*** Data section Section Begins ***

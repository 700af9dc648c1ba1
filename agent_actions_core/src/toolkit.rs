use std::sync::Arc;

use serde_json::Value;

use crate::agent::Agent;
use crate::error::RegistrationError;
use crate::provider::ActionProvider;
use crate::registry::ActionRegistry;
use crate::tool::{Tool, ToolDefinition};

/// Every tool an agent runtime can call, in a stable order.
///
/// Built once at startup and read-only afterwards.
#[derive(Clone)]
pub struct Toolkit {
    tools: Vec<Tool>,
}

impl Toolkit {
    pub fn new(registry: &ActionRegistry, agent: Arc<Agent>) -> Self {
        let tools = registry
            .all()
            .into_iter()
            .map(|action| Tool::new(action, agent.clone()))
            .collect();
        Self { tools }
    }

    /// Aggregate `providers` for the agent's network and bind the result.
    pub fn from_providers(
        providers: &[Arc<dyn ActionProvider>],
        agent: Arc<Agent>,
    ) -> Result<Self, RegistrationError> {
        let registry = ActionRegistry::aggregate(providers, Some(&agent.network))?;
        let toolkit = Self::new(&registry, agent);
        tracing::info!(tools = ?toolkit.names(), "toolkit ready");
        Ok(toolkit)
    }

    pub fn tools(&self) -> &[Tool] {
        &self.tools
    }

    pub fn tool(&self, name: &str) -> Option<&Tool> {
        self.tools.iter().find(|tool| tool.name() == name)
    }

    pub fn names(&self) -> Vec<&str> {
        self.tools.iter().map(Tool::name).collect()
    }

    pub fn definitions(&self) -> Vec<ToolDefinition> {
        self.tools.iter().map(Tool::definition).collect()
    }

    pub fn len(&self) -> usize {
        self.tools.len()
    }

    pub fn is_empty(&self) -> bool {
        self.tools.is_empty()
    }

    /// Invoke a tool by name. An unknown name is reported as text too.
    pub async fn invoke(&self, name: &str, raw: Value) -> String {
        match self.tool(name) {
            Some(tool) => tool.invoke(raw).await,
            None => {
                tracing::warn!(action = name, "unknown action requested");
                format!("Unknown action: {name}")
            }
        }
    }
}

#[cfg(test)]
mod tests {
    use super::*;
    use crate::network::Network;
    use crate::provider::StaticProvider;
    use crate::testing::{test_agent, test_agent_on, EchoAction, FailingAction};
    use serde_json::json;

    fn providers() -> Vec<Arc<dyn ActionProvider>> {
        vec![
            Arc::new(
                StaticProvider::new("wallet", vec![EchoAction::shared("get_balance")])
                    .with_network_filter(Network::is_solana),
            ),
            Arc::new(StaticProvider::new(
                "social",
                vec![
                    EchoAction::shared("publish_cast"),
                    Arc::new(FailingAction::new("account_details", "not signed in")),
                ],
            )),
        ]
    }

    #[test]
    fn tools_follow_registry_order() {
        let toolkit = Toolkit::from_providers(&providers(), test_agent()).unwrap();
        assert_eq!(toolkit.names(), vec!["get_balance", "publish_cast", "account_details"]);
    }

    #[test]
    fn agent_network_filters_providers() {
        let toolkit =
            Toolkit::from_providers(&providers(), test_agent_on(Network::base_mainnet())).unwrap();
        assert_eq!(toolkit.names(), vec!["publish_cast", "account_details"]);
    }

    #[test]
    fn duplicate_providers_fail_startup() {
        let mut doubled = providers();
        doubled.extend(providers());
        assert!(Toolkit::from_providers(&doubled, test_agent()).is_err());
    }

    #[test]
    fn tools_share_one_agent() {
        let agent = test_agent();
        let toolkit = Toolkit::from_providers(&providers(), agent.clone()).unwrap();
        // the toolkit's tools plus our handle
        assert_eq!(Arc::strong_count(&agent), toolkit.len() + 1);
    }

    #[tokio::test]
    async fn invoke_by_name() {
        let toolkit = Toolkit::from_providers(&providers(), test_agent()).unwrap();

        assert_eq!(toolkit.invoke("publish_cast", json!({"message": "gm"})).await, "gm");
        assert_eq!(
            toolkit.invoke("account_details", json!({})).await,
            "Error executing account_details: not signed in"
        );
        assert_eq!(toolkit.invoke("rug_pull", json!({})).await, "Unknown action: rug_pull");
    }

    #[test]
    fn definitions_cover_every_tool() {
        let toolkit = Toolkit::from_providers(&providers(), test_agent()).unwrap();
        let definitions = toolkit.definitions();
        assert_eq!(definitions.len(), 3);
        assert_eq!(definitions[0].name, "get_balance");
        assert_eq!(definitions[0].input_schema["type"], "object");
    }
}
use solana_sdk::{
    pubkey::Pubkey,
    signature::{Keypair, Signer},
};
use std::fmt::Debug;
use std::sync::Arc;

/// trait for the wallet an agent acts on behalf of.
/// signing stays with the backends that build transactions; actions only need the address.
pub trait Wallet: Send + Sync + Debug {
    fn pubkey(&self) -> Pubkey;
}

/// wallet implementation using a local Solana Keypair.
#[derive(Debug)]
pub struct KeypairWallet {
    pub keypair: Arc<Keypair>,
}

impl KeypairWallet {
    pub fn new(keypair: Keypair) -> Self {
        Self {
            keypair: Arc::new(keypair),
        }
    }

    /// fresh random keypair, handy for tests and local demos.
    pub fn random() -> Self {
        Self::new(Keypair::new())
    }
}

impl Wallet for KeypairWallet {
    fn pubkey(&self) -> Pubkey {
        self.keypair.pubkey()
    }
}
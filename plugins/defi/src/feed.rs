use std::str::FromStr;

use agent_actions_core::Agent;
use anyhow::{anyhow, Context, Result};
use async_trait::async_trait;
use bigdecimal::BigDecimal;
use serde_json::Value;
use url::Url;

pub const DEFAULT_PRICE_API: &str = "https://api.jup.ag/price/v2";

#[derive(Debug, Clone, PartialEq)]
pub struct PriceQuote {
    pub token_id: String,
    pub vs_token: String,
    pub price: BigDecimal,
}

/// Source of token prices. Calls may fail transiently.
#[async_trait]
pub trait PriceFeed: Send + Sync {
    async fn quote(&self, agent: &Agent, token_id: &str, vs_token: &str) -> Result<PriceQuote>;
}

/// Price feed backed by a Jupiter-compatible HTTP API.
///
/// Requests go through the agent's shared HTTP client.
#[derive(Debug, Clone)]
pub struct HttpPriceFeed {
    base_url: Url,
}

impl HttpPriceFeed {
    pub fn new(base_url: Url) -> Self {
        Self { base_url }
    }

    pub fn jupiter() -> Result<Self> {
        Ok(Self::new(Url::parse(DEFAULT_PRICE_API)?))
    }

    fn price_url(&self, token_id: &str, vs_token: &str) -> Result<Url> {
        let mut url = self.base_url.clone();
        url.path_segments_mut()
            .map_err(|_| anyhow!("price API base URL cannot have a path"))?
            .pop_if_empty()
            .push("price");
        url.query_pairs_mut()
            .append_pair("ids", token_id)
            .append_pair("vsToken", vs_token);
        Ok(url)
    }
}

#[async_trait]
impl PriceFeed for HttpPriceFeed {
    async fn quote(&self, agent: &Agent, token_id: &str, vs_token: &str) -> Result<PriceQuote> {
        let url = self.price_url(token_id, vs_token)?;
        tracing::debug!(%url, "requesting price");

        let response = agent
            .http
            .get(url)
            .send()
            .await
            .context("price API request failed")?;

        if !response.status().is_success() {
            return Err(anyhow!("Failed to fetch price: {}", response.status()));
        }

        let body: Value = response.json().await.context("price API returned invalid JSON")?;
        let price = extract_price(&body, token_id)?;

        Ok(PriceQuote {
            token_id: token_id.to_string(),
            vs_token: vs_token.to_string(),
            price,
        })
    }
}

/// Reads `data.<token_id>.price`, which the API sends as a decimal string.
pub(crate) fn extract_price(body: &Value, token_id: &str) -> Result<BigDecimal> {
    let raw = &body["data"][token_id]["price"];
    let text = match raw {
        Value::String(text) => text.clone(),
        Value::Number(n) => n.to_string(),
        Value::Null => return Err(anyhow!("no price available for {token_id}")),
        other => return Err(anyhow!("unexpected price value for {token_id}: {other}")),
    };
    BigDecimal::from_str(&text).map_err(|e| anyhow!("unparseable price '{text}' for {token_id}: {e}"))
}
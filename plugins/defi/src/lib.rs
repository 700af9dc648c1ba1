//! DeFi lookups for the agent toolkit.
//!
//! Includes: token price quotes from a Jupiter-style price API.

use std::sync::Arc;

use agent_actions_core::{Action, ActionProvider, Network, RetryPolicy};

mod feed;
mod price;

pub use feed::{HttpPriceFeed, PriceFeed, PriceQuote};
pub use price::GetTokenPriceAction;

pub const PROVIDER_NAME: &str = "defi";

pub struct DefiProvider {
    actions: Vec<Arc<dyn Action>>,
}

impl DefiProvider {
    /// `retry` governs every call the actions make to `feed`.
    pub fn new(feed: Arc<dyn PriceFeed>, retry: RetryPolicy) -> Self {
        let actions: Vec<Arc<dyn Action>> = vec![Arc::new(GetTokenPriceAction::new(feed, retry))];
        Self { actions }
    }
}

impl ActionProvider for DefiProvider {
    fn name(&self) -> &str {
        PROVIDER_NAME
    }

    fn actions(&self) -> &[Arc<dyn Action>] {
        &self.actions
    }

    /// Price data only exists for mainnet assets.
    fn supports_network(&self, network: &Network) -> bool {
        *network == Network::solana_mainnet()
    }
}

*** Data section Section Ends ***

_Instructions to follow_.
Given the entries above, say how many lines include the word "local", and write nothing besides the number.

_Response to the exercise_.
2